Salamon met jazz guitarist John Scofield in 1999, and Scofield became a mentor to Salamon. Salamon became obsessed with practicing and maintained a practice schedule of five to six hours per day for a couple of years. In the early 2000s, he started to play and record with musicians from the New York jazz scene, including Tim Berne, David Binney, Josh Roseman, Tony Malaby, Mark Helias, Tom Rainey, Gerald Cleaver, Tyshawn Sorey, John Hebert, Donny McCaslin and others. In 2003 he recorded his debut as a bandleader entitled Ornethology featuring a European quartet with Achille Succi, Salvatore Maiore and Zlatko Kaučič. With this group he performed at Ljubljana Jazz Festival, Roma Jazz Festival and Skopje Jazz Festival The album Ornethology was also selected among the 1001 best albums in the history of jazz according to the Penguin Guide to Jazz.
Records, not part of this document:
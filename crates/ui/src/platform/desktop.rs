use std::process::Command;

use super::UiLinkOpener;

pub struct DesktopLinkOpener;

impl UiLinkOpener for DesktopLinkOpener {
    fn open_url(&self, url: &str) {
        let url = url.trim();
        if !(url.starts_with("https://") || url.starts_with("http://")) {
            tracing::warn!(url, "refusing to open non-http link");
            return;
        }
        #[cfg(target_os = "macos")]
        let spawned = Command::new("open").arg(url).spawn();
        #[cfg(target_os = "windows")]
        let spawned = Command::new("cmd").args(["/C", "start", "", url]).spawn();
        #[cfg(not(any(target_os = "macos", target_os = "windows")))]
        let spawned = Command::new("xdg-open").arg(url).spawn();

        if let Err(err) = spawned {
            tracing::warn!(url, error = %err, "could not open link");
        }
    }
}
use dioxus::prelude::*;
use services::LessonError;

#[derive(Clone, Copy, Debug, PartialEq, Eq)]
pub enum ViewError {
    Unknown,
    Unavailable,
}

impl ViewError {
    #[must_use]
    pub fn message(self) -> &'static str {
        match self {
            Self::Unknown => "Something went wrong. Please try again.",
            Self::Unavailable => "That paper is not available right now.",
        }
    }
}

impl From<LessonError> for ViewError {
    fn from(err: LessonError) -> Self {
        match err {
            LessonError::Storage(_) => Self::Unavailable,
            _ => Self::Unknown,
        }
    }
}

#[derive(Clone, Debug, PartialEq)]
pub enum ViewState<T> {
    Idle,
    Loading,
    Ready(T),
    Error(ViewError),
}

#[must_use]
pub fn view_state_from_resource<T: Clone>(
    resource: &Resource<Result<T, ViewError>>,
) -> ViewState<T> {
    match resource.state().cloned() {
        UseResourceState::Pending => ViewState::Loading,
        UseResourceState::Ready => match resource.value().read().as_ref() {
            Some(Ok(data)) => ViewState::Ready(data.clone()),
            Some(Err(err)) => ViewState::Error(*err),
            None => ViewState::Error(ViewError::Unknown),
        },
        UseResourceState::Paused | UseResourceState::Stopped => ViewState::Idle,
    }
}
Salamon regularly toured Europe 2-3 times per year, where his groups included various European and American jazz musicians, especially maintaining long musical relationships with French tubist Michel Godard, American reedist and founding member of the group Oregon Paul McCandless, saxophonists Achille Succi and Tony Malaby, drummer Roberto Dani and pianist Stefano Battaglia. In later period he has regularly mixed modern composition and improvisation, as seen in his latest projects, such as duos with guitarist Hasse Poulsen and clarinetist Francois Houle, his European sextet for Clean Feed Records – The Colors Suite featuring Julian Arguelles, Achille Succi, Pascal Niggenkemper and two drummers, Christian Lillinger and Roberto Dani, as well as a large free orchestra, composed of European improvisers, including Fredrik Ljungkvist, Luis Vicente, Albert Cirera, Martin Küchen and others.

He has recorded for European jazz labels like Clean Feed Records, Fresh Sound New Talent, Not Two Records, Steeplechase Records, Splasc(h) Records and others. As a composer he has developed projects with multiform syntheses of contemporary jazz, classical music and free improvisation.

Salamon has been involved in playing Eric Dolphy's music on solo acoustic guitar, which resulted in the album Dolphyology. The album features all 28 compositions by Eric Dolphy, rearranged for acoustic guitar, venturing from avantgarde excursions to  highly lyrical moments.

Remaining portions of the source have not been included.